Ninety percent of everything is crap
15th May 2003
Via the comments on Robert C. Martin’s One per Pixel, I came across Sturgeon’s Law from the Pragmatic Programmers: Ninety percent of everything is crap
. The article has the following to say about software development:
Abstraction is the key to success in designing and programming computer systems. Your favorite programming language should allow you to easily map an abstract problem domain onto the more constrained solution domain of data structures and logic.
This simple message is exactly the point put across in the classic text book Structure and Interpretation of Computer Programs, which I had to review as part of a recent coursework assignment on the Scheme programming language. The pragmatic programmers article goes on to discuss how todays most popular languages, C++ and Java, do a very bad job of helping to build abstractions: Typing public static void main (String[] args)
is hardly the most intuitive way of defining the entry point of a program!

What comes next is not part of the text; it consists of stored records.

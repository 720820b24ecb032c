//! Dataset assembly: labelling, shuffling and the train/test split.

use rand::SeedableRng;
use rand::rngs::StdRng;
use rand::seq::SliceRandom;
use rw_core::{Dataset, Error, Label, Result};

/// Disjoint train/test halves of a shuffled dataset.
#[derive(Debug, Clone)]
pub struct TrainTestSplit {
    /// Training subset (classifier fit + standardizer statistics).
    pub train: Dataset,
    /// Held-out subset (scoring, weights, diagnostics).
    pub test: Dataset,
}

/// Label data rows `0` and MC rows `1`, and concatenate (data first).
pub fn assemble(data: Vec<Vec<f64>>, mc: Vec<Vec<f64>>) -> Result<Dataset> {
    let data = Dataset::from_rows(data, Label::Data)?;
    let mc = Dataset::from_rows(mc, Label::Mc)?;
    data.concat(mc)
}

/// Shuffle with `StdRng::seed_from_u64(seed)` and split at `round(n * train_fraction)`.
///
/// Deterministic for a given seed. Both halves must be non-empty.
pub fn shuffle_split(dataset: Dataset, train_fraction: f64, seed: u64) -> Result<TrainTestSplit> {
    if !(train_fraction > 0.0 && train_fraction < 1.0) {
        return Err(Error::Validation(format!(
            "train_fraction must be in (0, 1), got {}",
            train_fraction
        )));
    }
    let n = dataset.len();
    let n_train = (n as f64 * train_fraction).round() as usize;
    if n_train == 0 || n_train >= n {
        return Err(Error::Validation(format!(
            "split of {} samples at fraction {} leaves an empty subset",
            n, train_fraction
        )));
    }

    let mut samples = dataset.into_samples();
    let mut rng = StdRng::seed_from_u64(seed);
    samples.shuffle(&mut rng);
    let test_samples = samples.split_off(n_train);

    let train = Dataset::new(samples)?;
    let test = Dataset::new(test_samples)?;
    tracing::debug!(
        n_train = train.len(),
        n_test = test.len(),
        train_mc = train.count(Label::Mc),
        test_mc = test.count(Label::Mc),
        "dataset split"
    );
    Ok(TrainTestSplit { train, test })
}
/// Compare estimated against known log density ratios (toy studies only).
pub fn compare_to_truth(log_estimated: &[f64], log_true: &[f64]) -> Result<TruthComparison> {
    if log_estimated.len() != log_true.len() {
        return Err(Error::Validation(format!(
            "log weight length mismatch: {} vs {}",
            log_estimated.len(),
            log_true.len()
        )));
    }
    let pairs: Vec<(f64, f64)> = log_estimated
        .iter()
        .zip(log_true)
        .filter(|(a, b)| a.is_finite() && b.is_finite())
        .map(|(&a, &b)| (a, b))
        .collect();
    if pairs.len() < 2 {
        return Err(Error::Validation("need at least 2 finite log weight pairs".to_string()));
    }
    let rows: Vec<[f64; 2]> = pairs.iter().map(|&(a, b)| [a, b]).collect();
    let row_refs: Vec<&[f64]> = rows.iter().map(|r| r.as_slice()).collect();
    let corr = weighted_correlation(&row_refs, None)?;
    let mad = pairs.iter().map(|(a, b)| (a - b).abs()).sum::<f64>() / pairs.len() as f64;
    Ok(TruthComparison {
        log_weight_correlation: corr[0][1],
        mean_abs_log_difference: mad,
        n_used: pairs.len(),
    })
}

/// High-level reweighting quality status.
#[derive(Debug, Clone, Copy, PartialEq, Eq, Serialize)]
#[serde(rename_all = "snake_case")]
pub enum QualityStatus {
    /// All gates passed.
    Ok,
    /// Some gates emitted warnings.
    Warn,
    /// One or more gates failed.
    Fail,
}

impl fmt::Display for QualityStatus {
    fn fmt(&self, f: &mut fmt::Formatter<'_>) -> fmt::Result {
        match self {
            QualityStatus::Ok => write!(f, "ok"),
            QualityStatus::Warn => write!(f, "warn"),
            QualityStatus::Fail => write!(f, "fail"),
        }
    }
}

/// Thresholds for reweighting quality gates.
#[derive(Debug, Clone, Serialize)]
pub struct QualityGates {
    /// Warn if ESS / n falls below this fraction.
    pub min_ess_fraction_warn: f64,
    /// Fail if ESS / n falls below this fraction.
    pub min_ess_fraction_fail: f64,
    /// Warn if `|sum(MC weights) / n_data - 1|` exceeds this.
    pub max_closure_deviation_warn: f64,
    /// Fail on infinite weights (naive transform at `y in {0, 1}`).
    pub fail_on_non_finite: bool,
}

impl Default for QualityGates {
    fn default() -> Self {
        Self {
            min_ess_fraction_warn: 0.5,
            min_ess_fraction_fail: 0.1,
            max_closure_deviation_warn: 0.1,
            fail_on_non_finite: true,
        }
    }
}

/// Outcome of the quality gates.
#[derive(Debug, Clone, Serialize)]
pub struct QualitySummary {
    /// Aggregated status.
    pub status: QualityStatus,
    /// Non-fatal issues.
    pub warnings: Vec<String>,
    /// Hard failures.
    pub failures: Vec<String>,
}

/// Apply the gates to a weight summary and closure ratio (`sum w_mc / n_data`).
pub fn quality_summary(weights: &WeightSummary, closure_ratio: f64, gates: &QualityGates) -> QualitySummary {
    let mut warnings = Vec::new();
    let mut failures = Vec::new();

    if weights.n_non_finite > 0 && gates.fail_on_non_finite {
        failures.push(format!("{} MC weights are not finite", weights.n_non_finite));
    }
    if weights.ess_fraction < gates.min_ess_fraction_fail {
        failures.push(format!(
            "ESS fraction {:.3} < {:.3}",
            weights.ess_fraction, gates.min_ess_fraction_fail
        ));
    } else if weights.ess_fraction < gates.min_ess_fraction_warn {
        warnings.push(format!(
            "ESS fraction {:.3} < {:.3}",
            weights.ess_fraction, gates.min_ess_fraction_warn
        ));
    }
    if !closure_ratio.is_finite() || (closure_ratio - 1.0).abs() > gates.max_closure_deviation_warn {
        warnings.push(format!("closure ratio {:.4} deviates from 1", closure_ratio));
    }

    let status = if !failures.is_empty() {
        QualityStatus::Fail
    } else if !warnings.is_empty() {
        QualityStatus::Warn
    } else {
        QualityStatus::Ok
    };
    QualitySummary { status, warnings, failures }
}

One of the things I liked most about SICP was its constant theme that no one language is perfect for any one job, and there is no harm in defining new languages to fit new problem spaces. The Lisp / Scheme / Functional style of programming seems to revolve around building the language up towards the problem, rather than hacking at the problem until it has been expressed in the language.
I guess what I’m trying to say is that over the past few weeks I’ve really learnt to appreciate the importance of accepting and studying a wide range of different languages and programming techniques. Just because anything can be written in a language (which should be true of any language that is Turing complete) doesn’t mean there aren’t more effective ways of solving a problem available if you look elsewhere.